◆ **What is required**: Set down, exactly as written, every line from the top of the records below to the line containing "count of the", both ends included, and no others.

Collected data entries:
..........
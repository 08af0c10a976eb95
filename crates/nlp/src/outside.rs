//! # Outside (Adjoint) Pass
//!
//! Gradients of the batch log-likelihood `Σ_b LL_b` with respect to the
//! normalized grammar and the emission scores, by a reverse sweep over the
//! inside chart.
//!
//! Every chart entry is a log-sum-exp of terms; the adjoint of a term is the
//! entry's adjoint times the term's soft-max weight `exp(term − entry)`.
//! Spans are visited longest first, so by the time a span is reached every
//! span that uses it has already pushed its adjoint down. Within a span the
//! order mirrors the forward pass in reverse: stop transitions, then left
//! attachment, then right attachment.
//!
//! The adjoint of a chart entry is the posterior expected count of the
//! derivation step it stands for, so the gradient with respect to a
//! log-probability is its expected usage count.

use dmvflow_diff::Tensor;

use crate::chart::{Chart, Mark};
use crate::grammar::{GrammarGrad, LogGrammar, CONTINUE, STOP};
use crate::inside::{
    check_inputs, left_attach_scores, left_splits, right_splits, InsideChart, SplitTable,
};
use crate::NlpError;

/// Gradients of the summed log-likelihood.
#[derive(Debug, Clone)]
pub struct InsideGrad {
    /// With respect to the normalized log-probabilities
    pub grammar: GrammarGrad,
    /// With respect to the emission scores, `[batch, max_len, states]`
    pub emissions: Tensor,
}

/// Run the outside pass for an inside chart computed from the same inputs.
pub fn outside(
    grammar: &LogGrammar,
    emissions: &Tensor,
    inside: &InsideChart,
    chart_budget_bytes: usize,
) -> Result<InsideGrad, NlpError> {
    let lengths = inside.lengths();
    check_inputs(grammar, emissions, lengths)?;
    let states = grammar.num_states();
    let scores = &inside.chart;

    let mut adjoint = Chart::try_new(*scores.layout(), 0.0, chart_budget_bytes)?;
    let mut grad = GrammarGrad::zeros(states);
    let mut grad_emissions = emissions.zeros_like();

    for (b, &len) in lengths.iter().enumerate() {
        let ll = inside.sentence_log_likelihoods()[b];
        for h in 0..states {
            for p in 0..len {
                let w = (scores.get(0, len, Mark::BothStopped, b, h, p) + grammar.root(h) - ll).exp();
                *adjoint.get_mut(0, len, Mark::BothStopped, b, h, p) += w;
                grad.add_root(h, w);
            }
        }

        let mut sweep = Sweep {
            grammar,
            scores,
            adjoint: &mut adjoint,
            grad: &mut grad,
            b,
        };
        for l in (1..=len).rev() {
            for i in 0..=len - l {
                let j = i + l;
                if l == 1 {
                    sweep.unary(i, j);
                    for h in 0..states {
                        *grad_emissions.get_mut(&[b, i, h]) +=
                            *sweep.adjoint.get(i, j, Mark::NonStop, b, h, i);
                    }
                    continue;
                }
                let left = left_splits(scores, grammar, b, i, j);
                let att = left_attach_scores(scores, grammar, &left, b, i, j);
                let grad_att = sweep.unary(i, j);
                sweep.left_attach(i, j, &left, &att, &grad_att);
                sweep.right_attach(i, j);
            }
        }
    }

    Ok(InsideGrad {
        grammar: grad,
        emissions: grad_emissions,
    })
}

struct Sweep<'a> {
    grammar: &'a LogGrammar,
    scores: &'a Chart<f64>,
    adjoint: &'a mut Chart<f64>,
    grad: &'a mut GrammarGrad,
    b: usize,
}

impl Sweep<'_> {
    /// Backward through the stop transitions of one span.
    ///
    /// Returns the adjoint of the left-attachment mass, indexed like it;
    /// position `i` carries none.
    fn unary(&mut self, i: usize, j: usize) -> Vec<f64> {
        let b = self.b;
        let width = j - i;
        let mut grad_att = vec![0.0; self.grammar.num_states() * width];

        for h in 0..self.grammar.num_states() {
            for p in i..j {
                let g2 = *self.adjoint.get(i, j, Mark::BothStopped, b, h, p);
                if g2 != 0.0 {
                    *self.adjoint.get_mut(i, j, Mark::RightStopped, b, h, p) += g2;
                    self.grad.add_stop_left(STOP, h, p == i, g2);
                }
            }

            let g1 = *self.adjoint.get(i, j, Mark::RightStopped, b, h, i);
            if g1 != 0.0 {
                *self.adjoint.get_mut(i, j, Mark::NonStop, b, h, i) += g1;
                self.grad.add_stop_right(STOP, h, j == i + 1, g1);
            }
            for p in i + 1..j {
                grad_att[h * width + (p - i)] = *self.adjoint.get(i, j, Mark::RightStopped, b, h, p);
            }
        }
        grad_att
    }

    fn left_attach(&mut self, i: usize, j: usize, left: &SplitTable, att: &[f64], grad_att: &[f64]) {
        let b = self.b;
        let states = self.grammar.num_states();
        let width = j - i;
        let splits = width - 1;
        let mut grad_attached = vec![0.0; splits * states];

        for h in 0..states {
            for n in i + 1..j {
                let g = grad_att[h * width + (n - i)];
                if g == 0.0 {
                    continue;
                }
                let total = att[h * width + (n - i)];
                for k in i + 1..=n {
                    let term = left.attached(k, h)
                        + self.scores.get(k, j, Mark::RightStopped, b, h, n)
                        + self.grammar.stop_left(CONTINUE, h, n == k);
                    let w = g * (term - total).exp();
                    *self.adjoint.get_mut(k, j, Mark::RightStopped, b, h, n) += w;
                    self.grad.add_stop_left(CONTINUE, h, n == k, w);
                    grad_attached[(k - i - 1) * states + h] += w;
                }
            }
        }

        let mut grad_completed = vec![0.0; splits * states];
        for k in i + 1..j {
            let row = (k - i - 1) * states;
            for h in 0..states {
                let g = grad_attached[row + h];
                if g == 0.0 {
                    continue;
                }
                for a in 0..states {
                    let w = g
                        * (left.completed(k, a) + self.grammar.attach_left(h, a)
                            - left.attached(k, h))
                        .exp();
                    self.grad.add_attach_left(h, a, w);
                    grad_completed[row + a] += w;
                }
            }
            for a in 0..states {
                let g = grad_completed[row + a];
                if g == 0.0 {
                    continue;
                }
                let total = left.completed(k, a);
                for m in i..k {
                    let w = g * (self.scores.get(i, k, Mark::BothStopped, b, a, m) - total).exp();
                    *self.adjoint.get_mut(i, k, Mark::BothStopped, b, a, m) += w;
                }
            }
        }
    }

    fn right_attach(&mut self, i: usize, j: usize) {
        let b = self.b;
        let states = self.grammar.num_states();
        let right = right_splits(self.scores, self.grammar, b, i, j);
        let splits = j - i - 1;
        let mut grad_attached = vec![0.0; splits * states];

        for h in 0..states {
            let g = *self.adjoint.get(i, j, Mark::NonStop, b, h, i);
            if g == 0.0 {
                continue;
            }
            let total = *self.scores.get(i, j, Mark::NonStop, b, h, i);
            for k in i + 1..j {
                let term = self.scores.get(i, k, Mark::NonStop, b, h, i)
                    + right.attached(k, h)
                    + self.grammar.stop_right(CONTINUE, h, k == i + 1);
                let w = g * (term - total).exp();
                *self.adjoint.get_mut(i, k, Mark::NonStop, b, h, i) += w;
                self.grad.add_stop_right(CONTINUE, h, k == i + 1, w);
                grad_attached[(k - i - 1) * states + h] += w;
            }
        }

        let mut grad_completed = vec![0.0; splits * states];
        for k in i + 1..j {
            let row = (k - i - 1) * states;
            for h in 0..states {
                let g = grad_attached[row + h];
                if g == 0.0 {
                    continue;
                }
                for a in 0..states {
                    let w = g
                        * (right.completed(k, a) + self.grammar.attach_right(h, a)
                            - right.attached(k, h))
                        .exp();
                    self.grad.add_attach_right(h, a, w);
                    grad_completed[row + a] += w;
                }
            }
            for a in 0..states {
                let g = grad_completed[row + a];
                if g == 0.0 {
                    continue;
                }
                let total = right.completed(k, a);
                for n in k..j {
                    let w = g * (self.scores.get(k, j, Mark::BothStopped, b, a, n) - total).exp();
                    *self.adjoint.get_mut(k, j, Mark::BothStopped, b, a, n) += w;
                }
            }
        }
    }
}

#[cfg(test)]
mod tests {
    use super::*;
    use crate::grammar::GrammarParameters;
    use crate::inside::InsideEngine;
    use dmvflow_diff::check::grad_check;
    use rand::SeedableRng;
    use rand_chacha::ChaCha8Rng;

    const BUDGET: usize = 1 << 28;

    fn setup(seed: u64, states: usize, lengths: &[usize]) -> (GrammarParameters, Tensor) {
        let mut rng = ChaCha8Rng::seed_from_u64(seed);
        let grammar = GrammarParameters::random(states, &mut rng);
        let max_len = lengths.iter().copied().max().unwrap();
        let emissions = Tensor::uniform(vec![lengths.len(), max_len, states], -2.0, 0.0, &mut rng);
        (grammar, emissions)
    }

    fn log_likelihood(grammar: &GrammarParameters, emissions: &Tensor, lengths: &[usize]) -> f64 {
        let log = grammar.normalize().unwrap();
        InsideEngine::new(BUDGET)
            .run(&log, emissions, lengths)
            .unwrap()
            .log_likelihood()
    }

    fn gradients(grammar: &GrammarParameters, emissions: &Tensor, lengths: &[usize]) -> InsideGrad {
        let log = grammar.normalize().unwrap();
        let inside = InsideEngine::new(BUDGET).run(&log, emissions, lengths).unwrap();
        outside(&log, emissions, &inside, BUDGET).unwrap()
    }

    #[test]
    fn test_emission_gradient_matches_numerical() {
        let lengths = [4, 2, 1];
        let (grammar, emissions) = setup(1, 3, &lengths);
        let grads = gradients(&grammar, &emissions, &lengths);

        let f = |v: &[f64]| {
            let probe = Tensor::from_data(emissions.shape.clone(), v.to_vec()).unwrap();
            log_likelihood(&grammar, &probe, &lengths)
        };
        grad_check(f, &emissions.data, &grads.emissions.data, 1e-5, 1e-6).unwrap();
    }

    #[test]
    fn test_grammar_gradient_matches_numerical() {
        let lengths = [5, 3];
        let (grammar, emissions) = setup(2, 3, &lengths);
        let log = grammar.normalize().unwrap();
        let grads = gradients(&grammar, &emissions, &lengths);
        let raw = log.backward(&grads.grammar).unwrap();

        let analytic = raw.clone().into_tensors();
        for (index, expected) in analytic.iter().enumerate() {
            let f = |v: &[f64]| {
                let mut probe = grammar.clone();
                probe.params_mut()[index].data.copy_from_slice(v);
                log_likelihood(&probe, &emissions, &lengths)
            };
            let x = grammar.params()[index].data.clone();
            grad_check(f, &x, &expected.data, 1e-5, 1e-6).unwrap();
        }
    }

    #[test]
    fn test_emission_gradients_are_posteriors() {
        // Each token is emitted by exactly one state in every derivation, so
        // the emission adjoints of a token sum to one.
        let lengths = [4];
        let (grammar, emissions) = setup(3, 4, &lengths);
        let grads = gradients(&grammar, &emissions, &lengths);
        for i in 0..4 {
            let total: f64 = (0..4).map(|h| grads.emissions.get(&[0, i, h])).sum();
            assert!((total - 1.0).abs() < 1e-9);
        }
        let root_total: f64 = grads.grammar.root.data.iter().sum();
        assert!((root_total - 1.0).abs() < 1e-9);
    }

    #[test]
    fn test_padding_positions_get_no_gradient() {
        let lengths = [2, 4];
        let (grammar, emissions) = setup(4, 2, &lengths);
        let grads = gradients(&grammar, &emissions, &lengths);
        for i in 2..4 {
            for h in 0..2 {
                assert_eq!(grads.emissions.get(&[0, i, h]), 0.0);
            }
        }
    }
}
..........
◆ **Exercise response**:
repository 08af0c10a976eb95
filename crates/nlp/src/outside.rs
//! # Outside (Adjoint) Pass
//!
//! Gradients of the batch log-likelihood `Σ_b LL_b` with respect to the
//! normalized grammar and the emission scores, by a reverse sweep over the
//! inside chart.
//!
//! Every chart entry is a log-sum-exp of terms; the adjoint of a term is the
//! entry's adjoint times the term's soft-max weight `exp(term − entry)`.
//! Spans are visited longest first, so by the time a span is reached every
//! span that uses it has already pushed its adjoint down. Within a span the
//! order mirrors the forward pass in reverse: stop transitions, then left
//! attachment, then right attachment.
//!
//! The adjoint of a chart entry is the posterior expected count of the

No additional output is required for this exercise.